After the battle of Uhud, Abu Sufyan and the other
pagan leaders realized that they had fought an indecisive action, and that their victory
had not borne any fruits for them. Islam had, in fact, resiled from its reverse at Uhud,
and within an astonishingly short time, had reestablished its authority in Medina and the
surrounding areas.

The pagans considered Islam a threat to their
economic security and political supremacy in Arabia, and they could never be reconciled to
its existence. They knew that if they could kill Muhammad, their interests would be
safeguarded, and their hegemony would be restored in Arabia. With this aim they decided to
strike a final and a crushing blow upon Medina, and to exterminate all Muslims.

Montgomery

The strategic aim of the Meccans was nothing less
than the destruction of the Muslim community as such, or – what amounts to the same
thing – the removal of Muhammad from his position of authority (Muhammad, Prophet and
Statesman)

Inspired by this aim, and by their ardor to make
restitution for failures of the past, the Makkan leaders began preparations for an all-out
war; a war that would put an end to all other wars by blotting Islam out!

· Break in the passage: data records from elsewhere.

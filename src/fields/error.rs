use indexmap::IndexMap;
use serde::Serialize;
use serde_json::Value;

/// Code of the aggregate error raised when one or more fields are invalid.
pub const VALIDATION_FAILED_INVALID_FIELDS: &str = "VALIDATION_FAILED_INVALID_FIELDS";

/// Code assigned to a field failure that did not carry a code of its own.
pub const VALIDATION_FAILED_INVALID_FIELD: &str = "VALIDATION_FAILED_INVALID_FIELD";

/// Code of a field failure caused by a value of the wrong data type.
pub const FIELD_DATA_TYPE_ERROR: &str = "FIELD_DATA_TYPE_ERROR";

/// Descriptor of a single invalid field inside [`WithFieldsError::ValidationFailed`].
#[derive(Clone, Debug, PartialEq, Serialize)]
pub struct InvalidField {
    /// Error code, [`VALIDATION_FAILED_INVALID_FIELD`] unless the field supplied one.
    pub code: String,
    /// Additional error data, `null` unless the field supplied some.
    pub data: Value,
    /// Human-readable message.
    pub message: String,
}

/// Errors raised by fields-models.
///
/// ```rust
/// use dynamodb_fields::fields::error;
/// use indexmap::IndexMap;
///
/// let err = error::WithFieldsError::ValidationFailed {
///     invalid_fields: IndexMap::new(),
/// };
/// assert_eq!(err.to_string(), "Validation failed.");
/// assert_eq!(err.code(), error::VALIDATION_FAILED_INVALID_FIELDS);
/// ```
#[derive(Clone, Debug, PartialEq, thiserror::Error)]
pub enum WithFieldsError {
    /// One or more fields failed validation.
    #[error("Validation failed.")]
    ValidationFailed {
        /// Invalid fields keyed by field name, in declaration order.
        invalid_fields: IndexMap<String, InvalidField>,
    },
}

impl WithFieldsError {
    /// Machine-readable error code.
    pub fn code(&self) -> &'static str {
        match self {
            Self::ValidationFailed { .. } => VALIDATION_FAILED_INVALID_FIELDS,
        }
    }

    /// The per-field failures carried by the error.
    pub fn invalid_fields(&self) -> &IndexMap<String, InvalidField> {
        match self {
            Self::ValidationFailed { invalid_fields } => invalid_fields,
        }
    }

    /// Error data in the `{"invalidFields": {...}}` shape.
    pub fn data(&self) -> Value {
        let invalid_fields = serde_json::to_value(self.invalid_fields()).unwrap_or(Value::Null);
        serde_json::json!({ "invalidFields": invalid_fields })
    }
}

/// Result of fields-model operations.
pub type Result<T, E = WithFieldsError> = std::result::Result<T, E>;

In two years the Quraysh raised a fighting force of
ten thousand warriors. This was the largest force ever assembled by the Arabs till that
time. With great fanfare and aplomb, this formidable force left Makkah in February 627 to
capture Medina and to obliterate Islam.

Muhammad Husayn Haykal

When news of this tremendous mobilization reached
Muhammad and the Muslims in Medinah, it struck them all with panic. The mobilization of
the whole of Arabia against them instilled fear in their hearts as they faced the prospect
of being not only defeated but wiped out. The gravity of the situation was evident in the
fact that the army the Arab tribes had now raised surpassed in number and equipment
anything the Peninsula had ever seen before... (The Life of Muhammad, Cairo, 1935)

The Prophet convened an emergency meeting of his
principal companions to consult them in the matter of defending the city. One thing was
obvious. The Muslims were so few in number and so poor in equipment that they could not
meet the invading force on the open ground. Medina had to be defended from within. But
how? How could the tiny Muslim garrison prevent the Makkan army from overrunning Medina
which would be overwhelmed by sheer numbers, was a question on everyone's mind.

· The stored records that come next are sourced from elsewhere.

use crate::{common, fields::with_fields::HasFields, storage::Storable};

use serde_json::Value;
use std::{any, collections, fmt, rc};

/// A cached model snapshot.
#[derive(Clone)]
pub struct StorageCacheEntry {
    model: rc::Rc<dyn any::Any>,
}

impl fmt::Debug for StorageCacheEntry {
    fn fmt(&self, f: &mut fmt::Formatter<'_>) -> fmt::Result {
        f.debug_struct("StorageCacheEntry").finish_non_exhaustive()
    }
}

impl StorageCacheEntry {
    /// Wrap `model`.
    pub fn new<M: 'static>(model: rc::Rc<M>) -> Self {
        Self { model }
    }

    /// The cached model, if it is an `M`.
    pub fn model<M: 'static>(&self) -> Option<rc::Rc<M>> {
        rc::Rc::clone(&self.model).downcast::<M>().ok()
    }
}

/// Cache entries keyed by storage name, then by composite id.
pub type StoragePool =
    collections::HashMap<String, collections::HashMap<String, StorageCacheEntry>>;

struct PoolItemId {
    namespace: &'static str,
    id: String,
}

/// Integral numbers are written without a fractional part whatever their JSON form,
/// so `1` and `1.0` make the same id.
fn id_part(value: Value) -> String {
    match value {
        Value::String(value) => value,
        Value::Number(number) => match (number.as_i64(), number.as_u64(), number.as_f64()) {
            (Some(number), _, _) => number.to_string(),
            (_, Some(number), _) => number.to_string(),
            (_, _, Some(number)) => number.to_string(),
            _ => number.to_string(),
        },
        other => other.to_string(),
    }
}

/// Namespace and composite id of `model`, reading key fields from `data` when given.
///
/// Falsy key values are skipped, the remaining ones joined with `:`.
fn get_pool_item_id<M: Storable + HasFields>(model: &M, data: Option<&Value>) -> PoolItemId {
    let primary_key = M::primary_key();
    let id: Vec<String> = primary_key
        .fields
        .iter()
        .filter_map(|field| {
            let part = match data {
                Some(data) => data.get(field.name.as_str()).cloned(),
                None => model.registry().get(&field.name),
            };
            part.filter(common::is_truthy).map(id_part)
        })
        .collect();
    PoolItemId {
        namespace: M::storage_name(),
        id: id.join(":"),
    }
}

/// Process-local identity map of models.
///
/// Models are keyed by their storage name and their composite id, the `:`-joined values of
/// their primary key fields. Construct one per scope, hand it to whatever loads models and
/// [`flush`](Self::flush) it when the scope ends.
///
/// ```rust
/// use dynamodb_fields::{
///     fields::{
///         definitions::FieldMap,
///         value::ValueField,
///         with_fields::{Entity, WithFields},
///     },
///     storage::{Storable, cache::StorageCache},
/// };
/// use serde_json::json;
/// use std::rc::Rc;
///
/// struct User;
///
/// impl Entity for User {}
///
/// impl Storable for User {
///     fn storage_name() -> &'static str {
///         "users"
///     }
/// }
///
/// let definitions = FieldMap::new()
///     .field("id", ValueField::string)
///     .field("name", ValueField::string)
///     .into();
/// let mut user = WithFields::new(User, &definitions);
/// user.populate(&json!({"id": "u1", "name": "A"}));
///
/// let mut cache = StorageCache::new();
/// cache.add(Rc::new(user));
///
/// let lookup = WithFields::new(User, &definitions);
/// let cached = cache.get(&lookup, Some(&json!({"id": "u1"}))).unwrap();
/// assert_eq!(cached.get("name"), Some(json!("A")));
/// ```
#[derive(Debug, Default)]
pub struct StorageCache {
    pool: StoragePool,
}

impl StorageCache {
    /// Create an empty cache.
    pub fn new() -> Self {
        Self::default()
    }

    /// Raw view of the cache entries.
    pub fn pool(&self) -> &StoragePool {
        &self.pool
    }

    /// Cache `model` under its current primary key values, replacing any previous entry.
    pub fn add<M: Storable + HasFields + 'static>(&mut self, model: rc::Rc<M>) -> &mut Self {
        let PoolItemId { namespace, id } = get_pool_item_id(&*model, None);
        #[cfg(feature = "tracing")]
        tracing::trace!(namespace, id = %id, "storage cache add");
        self.pool
            .entry(namespace.to_string())
            .or_default()
            .insert(id, StorageCacheEntry::new(model));
        self
    }

    /// Drop the entry of `model`, if any.
    pub fn remove<M: Storable + HasFields>(&mut self, model: &M) -> &mut Self {
        let PoolItemId { namespace, id } = get_pool_item_id(model, None);
        if let Some(entries) = self.pool.get_mut(namespace) {
            #[cfg(feature = "tracing")]
            tracing::trace!(namespace, id = %id, "storage cache remove");
            entries.remove(&id);
        }
        self
    }

    /// The cached model with the identity of `model`.
    ///
    /// When `data` is given, key values are read from it instead of from `model`, so a raw
    /// record can be probed before a model is populated. An empty composite id never matches.
    pub fn get<M: Storable + HasFields + 'static>(
        &self,
        model: &M,
        data: Option<&Value>,
    ) -> Option<rc::Rc<M>> {
        let PoolItemId { namespace, id } = get_pool_item_id(model, data);
        if namespace.is_empty() || id.is_empty() {
            return None;
        }
        let cached = self
            .pool
            .get(namespace)
            .and_then(|entries| entries.get(&id))
            .and_then(StorageCacheEntry::model::<M>);
        #[cfg(feature = "tracing")]
        tracing::trace!(namespace, id = %id, hit = cached.is_some(), "storage cache get");
        cached
    }

    /// Drop every entry of every namespace.
    pub fn flush(&mut self) -> &mut Self {
        #[cfg(feature = "tracing")]
        tracing::debug!(namespaces = self.pool.len(), "storage cache flush");
        self.pool.clear();
        self
    }
}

One of the closest friends of Muhammad, the
Messenger of God, was Salman the Persian. He was born and brought up in Persia (Iran) but
had spent many years in Syria and Palestine, and he had familiarity with the warfare and
the siege operations of both the Persians and the Romans. Medina had natural or man-made
defenses on three sides but was exposed on one, i.e., the north side. Salman told the
Prophet that if a trench were dug on the north side, the city could perhaps be defended
successfully.

The idea, though new and unconventional in Arabia,
appealed to the Prophet. He accepted it and ordered Muslims to dig the trench.

Muhammad Husayn Haykal

Salman al-Farsi, who knew far more of the techniques
of warfare than was common in the Peninsula, advised the digging of a dry moat around
Medina and the fortifications of its buildings within. The Muslims hurried to implement
this counsel. The moat was dug and the Prophet – may God's peace and blessings be
upon him – worked with his hands alongside his companions lifting the dirt,
encouraging the Muslim workers, and exhorting everyone to multiply his effort. (The
Life of Muhammad, Cairo, 1935)

Since the Makkan army was known to be approaching
Medina rapidly, there was no time to lose, and the Muslims worked frantically – in
relays. In six days the trench was dug, just in time to prevent the invaders from taking
the town by assault.

The Makkan cavalry came like a whirlwind but was
suddenly checked, in its career, by the trench. The horsemen reined in their horses at its
edge. Their grand strategy had been to take Medina by storm in a few hours but now it
appeared to them that they could not do so. Here there was a trench, a new obstacle which
they could not surmount. How did it fit into their strategy? They were utterly nonplused
by the trench.

Eventually, and after long deliberation, the Makkan
commanders decided to lay siege to Medina, and to force the Muslims to surrender, through
attrition. They sealed all exits from Medina, and hemmed in the Muslims. Medina was in a
state of siege!

Though it was Abu Sufyan who had organized the whole
campaign, and he was its director of operations, he was no fighting man himself. The
fighting man of his army was Amr ibn Abd Wudd, the fiercest of the warriors of pagan
Arabia. Abu Sufyan's hopes of a swift and decisive victory over the Muslims lay in him. M.
Shibli, the Indian historian, and Abbas Mahmood Al-Akkad, the Egyptian historian, say that
Amr ibn Abd Wudd was reckoned, by the Arabs of the time, to be more than a match for one
thousand cavaliers.

Amr ibn Abd Wudd had no interest in the static
warfare of a siege. He panted for action. When a few days had passed, and nothing had
happened, he lost patience, and he decided to capture Medina by personal action. One day,
prowling around Medina, he and three other Makkan knights discovered a rocky point where
the trench was not too wide. They spurred their horses from it, and succeeded in clearing
the trench!

Now Amr was inside the perimeter of Medina. He
boldly advanced into the Muslim camp, and challenged the heroes of Islam to come out and
fight against him in the classical Arabian tradition of duels.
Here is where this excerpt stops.